Kubernauts

All around Cloud-Native and Open Source Technology

Follow publication

Backup and Restore of Kubernetes Applications using Heptio’s Velero with Restic and Rook-Ceph as the storage provider

--

Quick question!! How many times you’ve read a sentence similar to this “Take backup before proceeding to avoid losing data” ? Almost all the time before doing a critical operation, right?

Yep !! Backups are important, more so in a Kubernetes environment where service interrupting events are inevitable and can occur at any time akin to Murphy’s law. So no matter how highly available or resilient your Kubernetes cluster is, it is of utmost importance to have a solid backup and restore plan or a Disaster recovery plan, call it what you will.

In this blog post we will be using Rook as our underlying storage provider and Heptio’s Velero [previously known as Ark] for backup and restore of our application pvc [wordpress]

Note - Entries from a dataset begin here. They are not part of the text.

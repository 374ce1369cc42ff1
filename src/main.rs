mod cli;

use std::path::PathBuf;

use clap::Parser;
use tracing_subscriber::EnvFilter;

#[derive(Parser)]
#[command(
    name = "costreport",
    about = "Generate OpenAI and Claude billing reports",
    version
)]
struct Cli {
    /// First day of the billing period (YYYY-MM-DD, inclusive)
    start_date: String,

    /// Day after the last billed day (YYYY-MM-DD, exclusive)
    end_date: String,

    /// Provider to report on: openai or claude
    #[arg(short, long)]
    provider: Option<String>,

    /// POST the JSON report to this URL after writing files
    #[arg(long)]
    post_url: Option<String>,

    /// Directory reports are written under
    #[arg(short, long)]
    output_dir: Option<PathBuf>,

    /// Disable ANSI colors
    #[arg(long)]
    no_color: bool,

    /// Verbose logging to stderr
    #[arg(short, long)]
    verbose: bool,
}

fn init_tracing(verbose: bool) {
    let default_level = if verbose { "debug" } else { "warn" };
    let filter =
        EnvFilter::try_from_default_env().unwrap_or_else(|_| EnvFilter::new(default_level));
    tracing_subscriber::fmt()
        .with_env_filter(filter)
        .with_target(false)
        .with_writer(std::io::stderr)
        .init();
}

#[tokio::main]
async fn main() {
    let cli = Cli::parse();
    init_tracing(cli.verbose);

    let output_opts = cli::output::OutputOptions {
        use_color: cli::output::detect_color(!cli.no_color),
        verbose: cli.verbose,
    };

    let args = cli::report_cmd::ReportArgs {
        start_date: cli.start_date,
        end_date: cli.end_date,
        provider: cli.provider,
        post_url: cli.post_url,
        output_dir: cli.output_dir,
    };

    if let Err(e) = cli::report_cmd::run(args, &output_opts).await {
        eprintln!("{}", cli::hints::format_error(&e, output_opts.use_color));
        std::process::exit(1);
    }
}
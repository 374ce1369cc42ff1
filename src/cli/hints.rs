use colored::{control, Colorize};

use costreport::core::config::{
    ConfigError, ANTHROPIC_ADMIN_KEY, OPENAI_ADMIN_KEY, OPENAI_ORG_ID, OPENAI_PROJECT_ID,
};
use costreport::core::dates::DateError;
use costreport::core::providers::fetch::FetchError;
use costreport::core::providers::Provider;

fn missing_env_hints(var: &str) -> Vec<String> {
    let mut hints = vec![format!("Set {var} in your environment: export {var}=...")];
    match var {
        OPENAI_ADMIN_KEY => hints.push(format!(
            "Create an OpenAI admin key at {}",
            Provider::OpenAi.console_url()
        )),
        OPENAI_ORG_ID => hints.push(
            "Find your organization ID under Settings > Organization > General on platform.openai.com"
                .to_string(),
        ),
        OPENAI_PROJECT_ID => hints.push(
            "Find the project ID under Settings > Organization > Projects on platform.openai.com"
                .to_string(),
        ),
        ANTHROPIC_ADMIN_KEY => hints.push(format!(
            "Create an Anthropic admin key (sk-ant-admin...) at {}",
            Provider::Claude.console_url()
        )),
        _ => {}
    }
    hints
}

/// Remediation hints for a failed run, keyed on the underlying error.
pub fn hints_for(err: &anyhow::Error) -> Vec<String> {
    for cause in err.chain() {
        if let Some(config_err) = cause.downcast_ref::<ConfigError>() {
            return match config_err {
                ConfigError::MissingEnv(var) => missing_env_hints(var),
                ConfigError::UnknownProvider(_) => {
                    vec!["Use --provider openai or --provider claude".to_string()]
                }
                ConfigError::InsecureEndpoint { .. } => {
                    vec!["API base overrides must start with https://".to_string()]
                }
                ConfigError::ReadError(_) | ConfigError::ParseError(_) => vec![
                    "Check the settings file at ~/.config/costreport/config.toml".to_string(),
                ],
            };
        }
        if cause.downcast_ref::<DateError>().is_some() {
            return vec![
                "Dates use YYYY-MM-DD and the end date must be after the start date".to_string(),
                "For a single day, pass the following day as the end date".to_string(),
            ];
        }
        if let Some(FetchError::Unauthorized(provider)) = cause.downcast_ref::<FetchError>() {
            return vec![format!(
                "{provider} cost reports require an admin API key, not a regular API key"
            )];
        }
    }
    Vec::new()
}

/// Format the error chain plus hints for stderr.
pub fn format_error(err: &anyhow::Error, use_color: bool) -> String {
    control::set_override(use_color);

    let mut lines = vec![format!("{} {:#}", "Error:".red().bold(), err)];
    for hint in hints_for(err) {
        lines.push(format!("  {} {}", "hint:".yellow(), hint));
    }
    lines.join("\n")
}
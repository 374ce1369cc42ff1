use crate::core::formatter::escape_csv_field;
use crate::core::models::report::{AggregatedCosts, DailyCost};

const HEADER: &str = "date,line_item,cost_usd,project_id";

/// Render daily records as CSV, sorted by date and then line item.
pub fn render(aggregated: &AggregatedCosts) -> String {
    let mut rows: Vec<&DailyCost> = aggregated.daily_costs.iter().collect();
    rows.sort_by(|a, b| {
        a.date
            .cmp(&b.date)
            .then_with(|| a.line_item.cmp(&b.line_item))
    });

    let project_id = escape_csv_field(&aggregated.project_id);
    let mut csv = String::from(HEADER);
    csv.push('\n');
    for row in rows {
        csv.push_str(&format!(
            "{},{},{:.2},{}\n",
            row.date,
            escape_csv_field(&row.line_item),
            row.cost,
            project_id
        ));
    }
    csv
}
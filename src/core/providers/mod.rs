pub mod claude;
pub mod fetch;
pub mod openai;

use serde::{Deserialize, Serialize};

use crate::core::config::ReportConfig;
use crate::core::models::cost::CostBucket;
use crate::core::providers::fetch::{fetch_all_pages, FetchError};

#[derive(Debug, Clone, Copy, PartialEq, Eq, Hash, Serialize, Deserialize)]
#[serde(rename_all = "snake_case")]
pub enum Provider {
    #[serde(rename = "openai")]
    OpenAi,
    Claude,
}

impl Provider {
    pub fn from_id(id: &str) -> Option<Self> {
        match id.to_lowercase().as_str() {
            "openai" => Some(Self::OpenAi),
            "claude" | "anthropic" => Some(Self::Claude),
            _ => None,
        }
    }

    pub fn id(&self) -> &'static str {
        match self {
            Self::OpenAi => "openai",
            Self::Claude => "claude",
        }
    }

    pub fn display_name(&self) -> &'static str {
        match self {
            Self::OpenAi => "OpenAI",
            Self::Claude => "Claude",
        }
    }

    pub fn report_title(&self) -> &'static str {
        match self {
            Self::OpenAi => "OpenAI API Usage Report",
            Self::Claude => "Claude API Usage Report",
        }
    }

    pub fn all() -> &'static [Provider] {
        &[Provider::OpenAi, Provider::Claude]
    }

    /// Environment variables a run against this provider needs.
    pub fn required_env(&self) -> &'static [&'static str] {
        match self {
            Self::OpenAi => &["OPENAI_ADMIN_KEY", "OPENAI_ORG_ID", "OPENAI_PROJECT_ID"],
            Self::Claude => &["ANTHROPIC_ADMIN_KEY"],
        }
    }

    pub fn console_url(&self) -> &'static str {
        match self {
            Self::OpenAi => "https://platform.openai.com/settings/organization/admin-keys",
            Self::Claude => "https://console.anthropic.com/settings/admin-keys",
        }
    }
}

impl std::fmt::Display for Provider {
    fn fmt(&self, f: &mut std::fmt::Formatter<'_>) -> std::fmt::Result {
        write!(f, "{}", self.id())
    }
}

/// Fetch every cost bucket for the configured provider and period.
pub async fn fetch_buckets(
    config: &ReportConfig,
    client: &reqwest::Client,
) -> Result<Vec<CostBucket>, FetchError> {
    match config {
        ReportConfig::OpenAi(c) => {
            fetch_all_pages(&openai::OpenAiFetcher::new(c.clone(), client.clone())).await
        }
        ReportConfig::Claude(c) => {
            fetch_all_pages(&claude::ClaudeFetcher::new(c.clone(), client.clone())).await
        }
    }
}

Little bit about Ark / Velero

Heptio’s Ark , now known as Velero, has become the de-facto number one backup tool for Kubernetes clusters. It also takes snapshots of your cluster’s Persistent Volumes using your cloud provider’s block storage snapshot features, and can then restore your cluster’s objects and Persistent Volumes to a previous state.

You can use Velero to perform full backups, only backups of some namespaces or resource types or you can schedule backups to execute them periodically.

Why Backup Kubernetes ?

Myriads of reasons why you need a backup and recovering mechanism for your Kubernetes Cluster. For now lets categorize broadly into different groups.

  1. To Recover from Disasters such as
  • Someone accidentally deleted a namespace
  • Kubernetes API upgrade failed and you need to revert back
  • Network went down.
  • Cluster goes into an unrecoverable state
  • Latest application push introduced a critical bug that wiped a persistent volume and you lost the data.
  • Rare case of a natural disaster making your cluster inaccessible.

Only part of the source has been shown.